Di zaman yang cepat berkembang ini membuat kebutuhan ekonomi penduduk meningkat, ditambahnya tanggungan menghidupi keluarga para pekerja itu sendiri mengakibatkan banyaknya pekerja yang tidak mampu untuk menhidupi keluarganya sendiri. Minimnya upah yang diterima oleh para buruh merupakan salah satu faktor banyaknya buruh yang tidak cukup dalam menghidupi dirinya dan keluarganya tersebut. Padahal Indonesia adalah negara yang kaya akan Sumber Daya Alam (SDA) dan memiliki Sumber Daya Manusia (SDM) yang cukup banyak.
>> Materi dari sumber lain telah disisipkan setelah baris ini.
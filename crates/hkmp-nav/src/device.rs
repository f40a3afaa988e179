//! Coarse device classification from browser environment strings.

use serde::Serialize;

#[derive(Debug, Clone, Copy, PartialEq, Eq, Hash, Serialize)]
#[serde(rename_all = "lowercase")]
pub enum DeviceClass {
    Ios,
    Android,
    Desktop,
}

impl DeviceClass {
    /// iOS and Android attempt deep links; desktop goes straight to the web.
    #[must_use]
    pub fn is_mobile(self) -> bool {
        matches!(self, DeviceClass::Ios | DeviceClass::Android)
    }
}

impl std::fmt::Display for DeviceClass {
    fn fmt(&self, f: &mut std::fmt::Formatter<'_>) -> std::fmt::Result {
        match self {
            DeviceClass::Ios => write!(f, "ios"),
            DeviceClass::Android => write!(f, "android"),
            DeviceClass::Desktop => write!(f, "desktop"),
        }
    }
}

/// Environment signals a browser exposes: `navigator.userAgent`,
/// `navigator.platform`, `navigator.maxTouchPoints`, and whether
/// `window.MSStream` is defined.
#[derive(Debug, Clone, Default, PartialEq, Eq)]
pub struct DeviceSignals {
    pub user_agent: String,
    pub platform: String,
    pub max_touch_points: u32,
    pub ms_stream: bool,
}

const IOS_MARKERS: [&str; 3] = ["ipad", "iphone", "ipod"];

impl DeviceSignals {
    #[must_use]
    pub fn from_user_agent(user_agent: &str) -> Self {
        Self {
            user_agent: user_agent.to_owned(),
            ..Self::default()
        }
    }

    #[must_use]
    pub fn classify(&self) -> DeviceClass {
        let user_agent = self.user_agent.to_lowercase();
        let platform = self.platform.to_lowercase();

        // IE on Windows Phone claims to be an iPhone but exposes MSStream.
        let ms_stream = self.ms_stream || user_agent.contains("msstream");
        let ios_string = IOS_MARKERS
            .iter()
            .any(|m| user_agent.contains(m) || platform.contains(m));
        // iPadOS in desktop mode reports itself as a touch-enabled Mac.
        let ipad_desktop_mode = platform == "macintel" && self.max_touch_points > 1;

        if (ios_string || ipad_desktop_mode) && !ms_stream {
            DeviceClass::Ios
        } else if user_agent.contains("android") {
            DeviceClass::Android
        } else {
            DeviceClass::Desktop
        }
    }
}

/// Classifies a user-agent string on its own.
#[must_use]
pub fn classify_device(user_agent: &str) -> DeviceClass {
    DeviceSignals::from_user_agent(user_agent).classify()
}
Namun, mereka tidak bisa memanfaatkannya dengan baik serta melimpahnya penawaran tenaga kerja di Indonesia juga kurang diimbangi dengan pemberian upah yang memuaskan bagi tenaga kerja.

Melihat hal tersebut  pemerintah harus menyiapkan para pekerja dan harus memberikan sertifikasi agar SDM-nya berkualitas. Di era globalisasi ini, banyak orang Indonesia yang memilih bekerja di luar negeri, tapi mereka sudah malas untuk pulang ke Indonesia, karena memang tidak diperhatikan, karena menurut mereka bekerja di sana kehidupan mereka lebih sejahtera daripada bekerja di tanah air sendiri. Nasib buruh di ibaratkan “Bagaikan telur di ujung tanduk” artinya nasib buruh akan tetap terombang ambing tanpa memiliki keseimbangan hidup yang kuat. Jika demikian maka buruh akan selalu menjadi budak bagi para pengusaha. Banyaknya perusahaan yang mempraktekan sistem kerja outsourching (sistem kontrak) membuat buruh tertindas hal ini sama saja dengan praktek perbudakan modern. Dari kasus tersebut, pemerintah Indonesia seharusnya lebih meningkatkan Sumber Daya Manusia (SDM) agar dan harus selalu berusaha memperbaiki nasib para pekerja di Indonesia.